1 - O objeto do recurso define-se pelas conclusões que o recorrente extraiu da respetiva motivação - artº 412º, n1, do Código de Processo Penal e jurisprudência fixada pelo acórdão do Plenário da Secção Criminal do STJ nº 7/95, de 19/10, publicado no DR de 28/12/1995, série I-A -, sem prejuízo das questões de conhecimento oficioso, como sejam as cominadas com a nulidade de sentença, com vícios da decisão e com nulidades não sanadas - artigos 379º e 410º, nºs 2 e 3, do Código de Processo Penal (cfr. Acórdãos do STJ de 25/06/98, in BMJ nº 478, pág. 242; de 03/02/99, in BMJ nº 484, pág. 271; Germano Marques da Silva, “Curso de Processo Penal”, vol.
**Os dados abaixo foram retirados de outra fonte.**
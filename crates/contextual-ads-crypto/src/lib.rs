//! Cryptographic primitives for signing contextual ads bundles:
//! ECDSA P-256 (DER signatures), PKCS#8 / SPKI key handling, base64, SHA-256.

pub mod base64;
pub mod digest;
pub mod error;
pub mod signing;

pub use base64::{base64_decode, base64_encode, base64url_decode, base64url_encode};
pub use digest::{sha256, sha256_hex};
pub use error::CryptoError;
pub use signing::{
    export_public_key_jwk, export_verifying_key_spki_base64, generate_p256_keypair,
    import_signing_key_pkcs8_der, import_verifying_key_spki_base64,
    import_verifying_key_spki_der, sign_der, verify_der,
};

pub use p256::ecdsa::{SigningKey, VerifyingKey};
use base64ct::{Base64, Base64UrlUnpadded, Encoding};

/// Standard (padded) base64 encode, the alphabet used for PKCS#8 and SPKI
/// key blobs and for the `signature` field of a signed bundle.
pub fn base64_encode(data: &[u8]) -> String {
    Base64::encode_string(data)
}

/// Standard (padded) base64 decode.
pub fn base64_decode(s: &str) -> Result<Vec<u8>, base64ct::Error> {
    Base64::decode_vec(s.trim())
}

/// Base64url encode bytes without padding.
pub fn base64url_encode(data: &[u8]) -> String {
    Base64UrlUnpadded::encode_string(data)
}

/// Base64url decode a string to bytes.
pub fn base64url_decode(s: &str) -> Result<Vec<u8>, base64ct::Error> {
    Base64UrlUnpadded::decode_vec(s)
}

#[cfg(test)]
mod tests {
    use super::*;

    #[test]
    fn standard_round_trip_keeps_padding() {
        let encoded = base64_encode(b"ab");
        assert_eq!(encoded, "YWI=");
        assert_eq!(base64_decode(&encoded).unwrap(), b"ab");
    }

    #[test]
    fn standard_decode_ignores_surrounding_whitespace() {
        assert_eq!(base64_decode(" YWI=\n").unwrap(), b"ab");
    }

    #[test]
    fn url_safe_chars() {
        // Bytes that would produce + and / in standard base64
        let data = vec![0xfb, 0xff, 0xfe];
        let encoded = base64url_encode(&data);
        assert!(!encoded.contains('+'));
        assert!(!encoded.contains('/'));
        assert!(!encoded.contains('='));
        assert_eq!(base64url_decode(&encoded).unwrap(), data);
    }

    #[test]
    fn empty_input() {
        assert_eq!(base64_encode(b""), "");
        assert_eq!(base64_decode("").unwrap(), Vec::<u8>::new());
    }

    #[test]
    fn rejects_garbage() {
        assert!(base64_decode("not base64!").is_err());
    }
}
III, págs. 320 e ss; Simas Santos/Leal Henriques, “Recursos em Processo Penal”, Rei dos Livros, 3ª edição, pág. 48).

2 - A dissidência invocada pelo recorrente traduz-se, em síntese, em:

- A acusação particular contém todos os elementos típicos (objectivos e subjectivos) do crime imputado;
- A consciência da ilicitude está expressamente referida nos artigos 10º e 20º da acusação particular;
- Tal consciência da ilicitude constitui uma decorrência da própria natureza do facto típico em causa, não sendo relevante a suposta falta de alegação da mesma.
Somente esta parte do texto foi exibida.